## EXERCISE BRIEF
Nothing in the records below should be altered when they are retyped.

(Saved data entries)
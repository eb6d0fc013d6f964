/*!
 * Memory Manager
 *
 * Policy-driven facade over the allocator strategies.
 *
 * ## Dispatch
 *
 * Each `AllocationStrategy` maps to a fixed chain of allocators. The first
 * allocator in the chain that can serve the request wins; a success further
 * down the chain is counted as a fallback. Chains end in the general heap,
 * then optionally the system allocator:
 *
 * - **Fastest**: lock-free blocks (≤ 64 B) → linear arena → heap
 * - **MostEfficient / SizeSegregated**: size-class pools → heap
 * - **ThreadLocal**: thread cache (≤ 256 B) → heap
 * - **NumaAware**: local node → other nodes → heap
 * - **Balanced**: size-class pools → heap, or heap → size-class pools once
 *   pressure reaches `High`
 *
 * ## Release
 *
 * Frees never trust the caller's strategy: the owner is recovered from the
 * tracker record or by address-range lookup, so a block may be released
 * under a different policy than it was allocated with.
 */

mod config;
mod diagnostics;
mod dispatch;
mod handle;
mod metrics;
mod ops;
mod pools;
mod typed;

pub use config::ManagerConfig;
pub use handle::{ManagedBox, ObjectFactory};

use crate::core::errors::MemoryResult;
use crate::core::limits::LOCKFREE_BLOCK_SIZE;
use crate::core::types::Address;
use crate::memory::allocators::{
    FreeListAllocator, LinearAllocator, LockFreeAllocator, SegregatedPools, SystemAllocator,
    ThreadLocalAllocator,
};
use crate::memory::numa::{NumaAllocator, NumaTopology};
use crate::memory::pressure::PressureDetector;
use crate::memory::tracker::{BandwidthMonitor, MemoryTracker};
use crate::memory::traits::{BlockAllocator, Pool};
use crate::memory::types::{AllocatorKind, MemoryPolicy};
use ahash::RandomState;
use arc_swap::ArcSwap;
use dashmap::DashMap;
use metrics::ManagerCounters;
use std::sync::atomic::{AtomicBool, Ordering};
use std::sync::{Arc, OnceLock};
use tracing::info;

/// Memory manager
///
/// All entry points take `&self`; the manager is `Send + Sync`.
pub struct MemoryManager {
    config: ManagerConfig,
    default_policy: ArcSwap<MemoryPolicy>,
    initialized: AtomicBool,

    linear: LinearAllocator,
    lockfree: LockFreeAllocator<LOCKFREE_BLOCK_SIZE>,
    segregated: SegregatedPools,
    thread_local: ThreadLocalAllocator,
    numa: NumaAllocator,
    heap: FreeListAllocator,
    system: SystemAllocator,
    custom_pools: DashMap<String, Arc<dyn Pool>, RandomState>,

    tracker: MemoryTracker,
    bandwidth: BandwidthMonitor,
    pressure: Arc<PressureDetector>,
    counters: ManagerCounters,
}

impl MemoryManager {
    /// Build a manager, reserving every backing region up front
    pub fn new(config: ManagerConfig) -> MemoryResult<Self> {
        config.validate()?;

        let topology = config
            .numa_topology
            .clone()
            .unwrap_or_else(NumaTopology::global);
        let pressure = match &config.pressure_detector {
            Some(detector) => Arc::clone(detector),
            None => Arc::new(PressureDetector::with_thresholds(
                config.memory_budget,
                config.pressure_thresholds,
            )?),
        };

        let manager = Self {
            linear: LinearAllocator::new(config.linear_capacity)?,
            lockfree: LockFreeAllocator::new(config.lockfree_blocks)?,
            segregated: SegregatedPools::new(config.segregated_initial_slots)?,
            thread_local: ThreadLocalAllocator::new(config.thread_cache_capacity)?,
            numa: NumaAllocator::new(topology, config.numa_node_capacity)?,
            heap: FreeListAllocator::new(config.heap_capacity)?,
            system: SystemAllocator::new(),
            custom_pools: DashMap::with_hasher(RandomState::new()),
            tracker: MemoryTracker::with_retired_capacity(config.retired_record_capacity),
            bandwidth: BandwidthMonitor::new(),
            pressure,
            counters: ManagerCounters::default(),
            default_policy: ArcSwap::from_pointee(MemoryPolicy::default()),
            initialized: AtomicBool::new(false),
            config,
        };

        info!(
            linear = manager.config.linear_capacity,
            heap = manager.config.heap_capacity,
            lockfree_blocks = manager.config.lockfree_blocks,
            numa_nodes = manager.numa.topology().node_count(),
            budget = manager.pressure.budget(),
            "Memory manager created"
        );
        Ok(manager)
    }

    /// Process-wide manager with the default configuration.
    ///
    /// # Panics
    /// If the default regions cannot be reserved at first use.
    pub fn global() -> &'static MemoryManager {
        static GLOBAL: OnceLock<MemoryManager> = OnceLock::new();
        GLOBAL.get_or_init(|| match MemoryManager::new(ManagerConfig::default()) {
            Ok(manager) => manager,
            Err(e) => panic!("failed to reserve global memory manager regions: {e}"),
        })
    }

    /// Install `policy` as the default.
    ///
    /// The first call logs the allocator layout; later calls only replace the
    /// default. Live allocations are unaffected either way.
    pub fn initialize(&self, policy: MemoryPolicy) {
        let strategy = policy.strategy;
        self.default_policy.store(Arc::new(policy));
        if !self.initialized.swap(true, Ordering::AcqRel) {
            info!(
                default_strategy = %strategy,
                simd = ?crate::memory::simd::init_simd().level(),
                numa_nodes = self.numa.topology().node_count(),
                numa_simulated = self.numa.topology().is_simulated(),
                "Memory manager initialized"
            );
        }
    }

    pub fn is_initialized(&self) -> bool {
        self.initialized.load(Ordering::Acquire)
    }

    pub fn default_policy(&self) -> Arc<MemoryPolicy> {
        self.default_policy.load_full()
    }

    pub fn set_default_policy(&self, policy: MemoryPolicy) {
        self.default_policy.store(Arc::new(policy));
    }

    pub fn config(&self) -> &ManagerConfig {
        &self.config
    }

    pub fn tracker(&self) -> &MemoryTracker {
        &self.tracker
    }

    pub fn pressure_detector(&self) -> &Arc<PressureDetector> {
        &self.pressure
    }

    pub fn numa_topology(&self) -> &Arc<NumaTopology> {
        self.numa.topology()
    }

    /// Built-in allocator behind `kind`
    fn allocator(&self, kind: AllocatorKind) -> Option<&dyn BlockAllocator> {
        Some(match kind {
            AllocatorKind::Linear => &self.linear,
            AllocatorKind::LockFree => &self.lockfree,
            AllocatorKind::Segregated => &self.segregated,
            AllocatorKind::ThreadLocal => &self.thread_local,
            AllocatorKind::Numa => &self.numa,
            AllocatorKind::Heap => &self.heap,
            AllocatorKind::System => &self.system,
            AllocatorKind::CustomPool => return None,
        })
    }

    /// Built-in allocator whose storage contains `address`
    fn owner_of(&self, address: Address) -> Option<AllocatorKind> {
        const SEARCH_ORDER: [AllocatorKind; 7] = [
            AllocatorKind::LockFree,
            AllocatorKind::Segregated,
            AllocatorKind::Heap,
            AllocatorKind::Linear,
            AllocatorKind::ThreadLocal,
            AllocatorKind::Numa,
            AllocatorKind::System,
        ];
        SEARCH_ORDER.into_iter().find(|&kind| {
            self.allocator(kind)
                .map_or(false, |allocator| allocator.owns(address))
        })
    }
}

impl std::fmt::Debug for MemoryManager {
    fn fmt(&self, f: &mut std::fmt::Formatter<'_>) -> std::fmt::Result {
        f.debug_struct("MemoryManager")
            .field("config", &self.config)
            .field("default_policy", &self.default_policy.load().strategy)
            .field("live_bytes", &self.counters.current())
            .field("pressure", &self.pressure.level())
            .field("custom_pools", &self.custom_pools.len())
            .finish()
    }
}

## RESPONSE AREA
repository eb6d0fc013d6f964
/*!
 * Memory Manager
 *
 * Policy-driven facade over the allocator strategies.
 *
 * ## Dispatch
 *
 * Each `AllocationStrategy` maps to a fixed chain of allocators. The first
 * allocator in the chain that can serve the request wins; a success further
 * down the chain is counted as a fallback. Chains end in the general heap,
 * then optionally the system allocator:
 *
 * - **Fastest**: lock-free blocks (≤ 64 B) → linear arena → heap
 * - **MostEfficient / SizeSegregated**: size-class pools → heap
 * - **ThreadLocal**: thread cache (≤ 256 B) → heap
 * - **NumaAware**: local node → other nodes → heap
 * - **Balanced**: size-class pools → heap, or heap → size-class pools once
 *   pressure reaches `High`
 *
 * ## Release
 *
 * Frees never trust the caller's strategy: the owner is recovered from the
 * tracker record or by address-range lookup, so a block may be released
 * under a different policy than it was allocated with.
 */

mod config;
mod diagnostics;
mod dispatch;
mod handle;
mod metrics;
mod ops;
mod pools;
mod typed;

pub use config::ManagerConfig;
pub use handle::{ManagedBox, ObjectFactory};

use crate::core::errors::MemoryResult;
use crate::core::limits::LOCKFREE_BLOCK_SIZE;
use crate::core::types::Address;
use crate::memory::allocators::{
    FreeListAllocator, LinearAllocator, LockFreeAllocator, SegregatedPools, SystemAllocator,
    ThreadLocalAllocator,
};
use crate::memory::numa::{NumaAllocator, NumaTopology};
use crate::memory::pressure::PressureDetector;
use crate::memory::tracker::{BandwidthMonitor, MemoryTracker};
use crate::memory::traits::{BlockAllocator, Pool};
use crate::memory::types::{AllocatorKind, MemoryPolicy};
use ahash::RandomState;
use arc_swap::ArcSwap;
use dashmap::DashMap;
use metrics::ManagerCounters;
use std::sync::atomic::{AtomicBool, Ordering};
use std::sync::{Arc, OnceLock};
use tracing::info;

/// Memory manager
///
/// All entry points take `&self`; the manager is `Send + Sync`.
pub struct MemoryManager {
    config: ManagerConfig,
    default_policy: ArcSwap<MemoryPolicy>,
    initialized: AtomicBool,

    linear: LinearAllocator,
    lockfree: LockFreeAllocator<LOCKFREE_BLOCK_SIZE>,
    segregated: SegregatedPools,
    thread_local: ThreadLocalAllocator,
    numa: NumaAllocator,
    heap: FreeListAllocator,
    system: SystemAllocator,
    custom_pools: DashMap<String, Arc<dyn Pool>, RandomState>,

    tracker: MemoryTracker,
    bandwidth: BandwidthMonitor,
    pressure: Arc<PressureDetector>,
    counters: ManagerCounters,
}

impl MemoryManager {
    /// Build a manager, reserving every backing region up front
    pub fn new(config: ManagerConfig) -> MemoryResult<Self> {
        config.validate()?;

        let topology = config
            .numa_topology
            .clone()
            .unwrap_or_else(NumaTopology::global);
        let pressure = match &config.pressure_detector {
            Some(detector) => Arc::clone(detector),
            None => Arc::new(PressureDetector::with_thresholds(
                config.memory_budget,
                config.pressure_thresholds,
            )?),
        };

        let manager = Self {
            linear: LinearAllocator::new(config.linear_capacity)?,
            lockfree: LockFreeAllocator::new(config.lockfree_blocks)?,
            segregated: SegregatedPools::new(config.segregated_initial_slots)?,
            thread_local: ThreadLocalAllocator::new(config.thread_cache_capacity)?,
            numa: NumaAllocator::new(topology, config.numa_node_capacity)?,
            heap: FreeListAllocator::new(config.heap_capacity)?,
            system: SystemAllocator::new(),
            custom_pools: DashMap::with_hasher(RandomState::new()),
            tracker: MemoryTracker::with_retired_capacity(config.retired_record_capacity),
            bandwidth: BandwidthMonitor::new(),
            pressure,
            counters: ManagerCounters::default(),
            default_policy: ArcSwap::from_pointee(MemoryPolicy::default()),
            initialized: AtomicBool::new(false),
            config,
        };

        info!(
            linear = manager.config.linear_capacity,
            heap = manager.config.heap_capacity,
            lockfree_blocks = manager.config.lockfree_blocks,
            numa_nodes = manager.numa.topology().node_count(),
            budget = manager.pressure.budget(),
            "Memory manager created"
        );
        Ok(manager)
    }

    /// Process-wide manager with the default configuration.
    ///
    /// # Panics
    /// If the default regions cannot be reserved at first use.
    pub fn global() -> &'static MemoryManager {
        static GLOBAL: OnceLock<MemoryManager> = OnceLock::new();
        GLOBAL.get_or_init(|| match MemoryManager::new(ManagerConfig::default()) {
            Ok(manager) => manager,
            Err(e) => panic!("failed to reserve global memory manager regions: {e}"),
        })
    }

    /// Install `policy` as the default.
    ///
    /// The first call logs the allocator layout; later calls only replace the
    /// default. Live allocations are unaffected either way.
    pub fn initialize(&self, policy: MemoryPolicy) {
        let strategy = policy.strategy;
        self.default_policy.store(Arc::new(policy));
        if !self.initialized.swap(true, Ordering::AcqRel) {
            info!(
                default_strategy = %strategy,
                simd = ?crate::memory::simd::init_simd().level(),
                numa_nodes = self.numa.topology().node_count(),
                numa_simulated = self.numa.topology().is_simulated(),
                "Memory manager initialized"
            );
        }
    }

    pub fn is_initialized(&self) -> bool {
        self.initialized.load(Ordering::Acquire)
    }

    pub fn default_policy(&self) -> Arc<MemoryPolicy> {
        self.default_policy.load_full()
    }

    pub fn set_default_policy(&self, policy: MemoryPolicy) {
        self.default_policy.store(Arc::new(policy));
    }

    pub fn config(&self) -> &ManagerConfig {
        &self.config
    }

    pub fn tracker(&self) -> &MemoryTracker {
        &self.tracker
    }

    pub fn pressure_detector(&self) -> &Arc<PressureDetector> {
        &self.pressure
    }

    pub fn numa_topology(&self) -> &Arc<NumaTopology> {
        self.numa.topology()
    }

    /// Built-in allocator behind `kind`
    fn allocator(&self, kind: AllocatorKind) -> Option<&dyn BlockAllocator> {
        Some(match kind {
            AllocatorKind::Linear => &self.linear,
            AllocatorKind::LockFree => &self.lockfree,
            AllocatorKind::Segregated => &self.segregated,
            AllocatorKind::ThreadLocal => &self.thread_local,
            AllocatorKind::Numa => &self.numa,
            AllocatorKind::Heap => &self.heap,
            AllocatorKind::System => &self.system,
            AllocatorKind::CustomPool => return None,
        })
    }

    /// Built-in allocator whose storage contains `address`
    fn owner_of(&self, address: Address) -> Option<AllocatorKind> {
        const SEARCH_ORDER: [AllocatorKind; 7] = [
            AllocatorKind::LockFree,
            AllocatorKind::Segregated,
            AllocatorKind::Heap,
            AllocatorKind::Linear,
            AllocatorKind::ThreadLocal,
            AllocatorKind::Numa,
            AllocatorKind::System,
        ];
        SEARCH_ORDER.into_iter().find(|&kind| {
            self.allocator(kind)
                .map_or(false, |allocator| allocator.owns(address))
        })
    }
}

impl std::fmt::Debug for MemoryManager {
    fn fmt(&self, f: &mut std::fmt::Formatter<'_>) -> std::fmt::Result {
        f.debug_struct("MemoryManager")
            .field("config", &self.config)
            .field("default_policy", &self.default_policy.load().strategy)
            .field("live_bytes", &self.counters.current())
            .field("pressure", &self.pressure.level())
            .field("custom_pools", &self.custom_pools.len())
            .finish()
    }
}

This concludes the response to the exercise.